== ACTIVITY ==
Using the entries that follow, collect the lines where the word "statements" appears.

Collected data

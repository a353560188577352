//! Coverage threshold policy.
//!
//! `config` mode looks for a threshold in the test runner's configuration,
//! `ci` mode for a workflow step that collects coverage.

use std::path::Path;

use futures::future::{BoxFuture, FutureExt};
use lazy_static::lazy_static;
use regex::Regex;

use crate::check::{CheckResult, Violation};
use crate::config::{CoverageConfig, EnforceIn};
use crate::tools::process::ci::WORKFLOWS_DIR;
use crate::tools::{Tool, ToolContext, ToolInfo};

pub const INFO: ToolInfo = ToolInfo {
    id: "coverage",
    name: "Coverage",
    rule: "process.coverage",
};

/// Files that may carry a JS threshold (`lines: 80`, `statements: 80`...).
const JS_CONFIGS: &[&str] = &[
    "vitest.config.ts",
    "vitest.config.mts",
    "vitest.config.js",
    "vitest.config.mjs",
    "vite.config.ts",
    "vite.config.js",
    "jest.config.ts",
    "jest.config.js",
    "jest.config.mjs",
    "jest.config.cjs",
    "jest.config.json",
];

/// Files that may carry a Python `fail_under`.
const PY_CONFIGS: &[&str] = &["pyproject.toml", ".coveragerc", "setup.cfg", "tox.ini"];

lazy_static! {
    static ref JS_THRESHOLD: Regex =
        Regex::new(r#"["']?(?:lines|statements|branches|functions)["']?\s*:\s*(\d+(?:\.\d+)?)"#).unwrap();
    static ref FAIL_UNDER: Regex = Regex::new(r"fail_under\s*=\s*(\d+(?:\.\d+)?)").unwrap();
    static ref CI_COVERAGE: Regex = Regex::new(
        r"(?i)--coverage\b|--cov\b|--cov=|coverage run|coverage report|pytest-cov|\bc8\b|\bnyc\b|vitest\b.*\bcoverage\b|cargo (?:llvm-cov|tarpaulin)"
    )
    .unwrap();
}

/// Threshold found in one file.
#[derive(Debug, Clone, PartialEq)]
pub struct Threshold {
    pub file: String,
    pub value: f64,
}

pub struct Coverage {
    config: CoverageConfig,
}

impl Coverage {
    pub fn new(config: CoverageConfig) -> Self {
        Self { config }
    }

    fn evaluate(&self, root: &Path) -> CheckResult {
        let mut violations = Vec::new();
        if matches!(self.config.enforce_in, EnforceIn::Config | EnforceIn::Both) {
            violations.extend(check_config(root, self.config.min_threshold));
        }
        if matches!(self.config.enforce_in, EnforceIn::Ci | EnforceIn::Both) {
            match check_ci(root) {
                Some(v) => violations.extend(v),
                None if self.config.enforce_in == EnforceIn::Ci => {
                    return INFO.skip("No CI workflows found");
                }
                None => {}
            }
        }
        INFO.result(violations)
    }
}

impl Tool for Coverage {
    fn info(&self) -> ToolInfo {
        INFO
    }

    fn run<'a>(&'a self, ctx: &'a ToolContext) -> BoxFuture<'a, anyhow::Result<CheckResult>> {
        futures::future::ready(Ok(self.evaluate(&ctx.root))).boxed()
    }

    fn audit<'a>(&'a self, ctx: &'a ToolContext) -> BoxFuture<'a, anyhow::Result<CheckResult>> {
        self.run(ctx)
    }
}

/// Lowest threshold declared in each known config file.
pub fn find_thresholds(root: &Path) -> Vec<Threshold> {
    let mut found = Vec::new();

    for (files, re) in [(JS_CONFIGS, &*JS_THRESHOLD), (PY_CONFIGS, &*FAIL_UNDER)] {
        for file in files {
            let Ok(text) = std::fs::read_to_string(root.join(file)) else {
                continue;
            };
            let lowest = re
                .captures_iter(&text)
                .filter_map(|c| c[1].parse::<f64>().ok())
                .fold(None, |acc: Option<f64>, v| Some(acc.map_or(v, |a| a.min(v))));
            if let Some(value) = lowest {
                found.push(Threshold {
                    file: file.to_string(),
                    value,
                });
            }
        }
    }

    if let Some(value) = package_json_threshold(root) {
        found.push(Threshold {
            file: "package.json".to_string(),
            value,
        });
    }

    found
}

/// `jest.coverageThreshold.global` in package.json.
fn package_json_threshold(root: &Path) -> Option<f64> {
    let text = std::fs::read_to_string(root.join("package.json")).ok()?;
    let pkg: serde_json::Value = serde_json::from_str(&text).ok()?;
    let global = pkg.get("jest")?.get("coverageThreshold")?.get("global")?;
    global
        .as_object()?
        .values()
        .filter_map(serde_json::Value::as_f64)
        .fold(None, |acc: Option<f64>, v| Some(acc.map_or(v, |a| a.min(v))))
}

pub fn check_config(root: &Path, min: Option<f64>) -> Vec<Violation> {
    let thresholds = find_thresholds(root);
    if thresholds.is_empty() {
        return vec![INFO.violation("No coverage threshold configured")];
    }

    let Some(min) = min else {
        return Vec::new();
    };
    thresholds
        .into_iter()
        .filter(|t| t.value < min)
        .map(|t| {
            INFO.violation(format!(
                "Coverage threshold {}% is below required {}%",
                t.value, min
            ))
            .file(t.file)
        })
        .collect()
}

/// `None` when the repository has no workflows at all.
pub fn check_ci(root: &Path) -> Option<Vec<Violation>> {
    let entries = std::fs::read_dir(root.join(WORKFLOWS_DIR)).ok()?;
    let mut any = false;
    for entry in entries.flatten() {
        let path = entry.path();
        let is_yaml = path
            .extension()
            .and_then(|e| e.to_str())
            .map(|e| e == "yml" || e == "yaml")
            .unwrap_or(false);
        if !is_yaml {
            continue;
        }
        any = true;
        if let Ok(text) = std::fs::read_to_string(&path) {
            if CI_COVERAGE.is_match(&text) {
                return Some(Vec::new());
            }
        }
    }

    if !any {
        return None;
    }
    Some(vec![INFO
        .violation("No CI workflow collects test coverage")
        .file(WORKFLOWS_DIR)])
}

== RESPONSE TO THIS EXERCISE ==
/// Files that may carry a JS threshold (`lines: 80`, `statements: 80`...).
        Regex::new(r#"["']?(?:lines|statements|branches|functions)["']?\s*:\s*(\d+(?:\.\d+)?)"#).unwrap();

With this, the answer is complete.